Setelah melewati deretan pemeriksaan. Dari di minta mematikan hp. Membuang air mineral, tak boleh membawa segala yang berbau cair, dari sabun, sampo, pasta gigi, juga di larang membawa sesuatu yang berbau tajam. Kalau terpaksa membawa maka harus menyimpannya dalam satu tas dan menaruhnya di bagasi. Sampai sudah di bagian akhir pemberangkatan, orang sudah penuh, banyak yang duduk di lantai, Ada beberapa orang Arab, dan kebanyakan penumpang adalah TKW mungkin kalau di hitung persen, 99 persen TKW, selebihnya tki dan penumpang biasa.

Boni duduk di kursi pesawat Aaudi airlines, setelah mencari-cari no. kursi tiket yang di pegang, dia menemukan tempat duduknya. Yang ternyata di kanan kirinya ternyata perempuan semua, Bagaimanapun juga Ia merasa risih, dan kagok, ah akhirnya takdirnya membawa kesini juga, walau hal ini tak pernah ia inginkan. Karena selama ini dalam dirinya telah terpaku keyakinan, lebih baik kerja di negara sendiri, walao mulai dari nol berusaha sendiri lalu di pupuk secara perlahan kontinyu, nantinya juga akan berhasil, daripada pergi bekerja ke luarnegeri, pulang dengan uang banyak, tapi bingung mau usaha apa, kemudian modal habis, lalu pergi ke luar negeri lagi, begitu seterus nya.

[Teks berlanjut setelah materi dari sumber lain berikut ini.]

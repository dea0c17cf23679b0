// ============================================================================
// Interfaces Module
// Contracts of the external collaborators the engine talks to
// ============================================================================

mod listing_source;
mod name_resolver;
mod transport;

pub use listing_source::{ListingPage, ListingPages, ListingSource, PaginatedSource};
pub use name_resolver::{CachingNameResolver, IdNameResolver, NameLookup, NameResolver};
pub use transport::{LoggingTransport, OutboundMessage, Transport};
// ============================================================================
// Matching Module
// Fuzzy doctrine name matching and listing classification
// ============================================================================

mod classifier;
mod name_matcher;

pub use classifier::{AvailableCounts, ClassifiedListings, ListingClassifier};
pub use name_matcher::{jaccard_similarity, NameMatcher, DEFAULT_SIMILARITY_THRESHOLD};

Tapi takdir berbicara lain. Jika di tengok ke belakang betapa Boni merasa hidupnya penuh warna warni. Dia yang tiga bersaudara. Kakaknya Abdullah, yang kini jadi pengusaha sukses di Jakarta, dan adiknya Atika, yang selalu hidup di pesantren. Terbayang orang tuanya yang selalu hidup paspasan, cuma punya warung kelontong, namun sejak kecil Boni telah di didik untuk hidup mandiri, tanpa mesti tergantung orang tua, dan jadi benalu keluarga.

Sejak lulus SD Boni telah menentukan jalannya sendiri, dengan ketrampilan yang dia miliki, yaitu menulis kaligrafi, Boni mulai memasuki dunianya sendiri, pertama ia masuki pondok pesantren sarang rembang Jawa Tengah yang di asuh kyai Maimun Zubair. Di pondok Al anwar itu, Boni mulai menggembleng diri, segala materi untuk hidup di pesantren dia usahakan sendiri dengan membuat kaligrafi di kaca lalu di saat luangnya dia akan berjalan menyusuri kampung-kampung nelayan, menawarkan kaligrafi bikinannya, kadang kaligrafi banyak yang membeli, tapi juga tak laku sama sekali, dengan sabar dan telaten masa-masa sulit pun terlewati, sampai tiga tahun sudah dia di pondok Sarang.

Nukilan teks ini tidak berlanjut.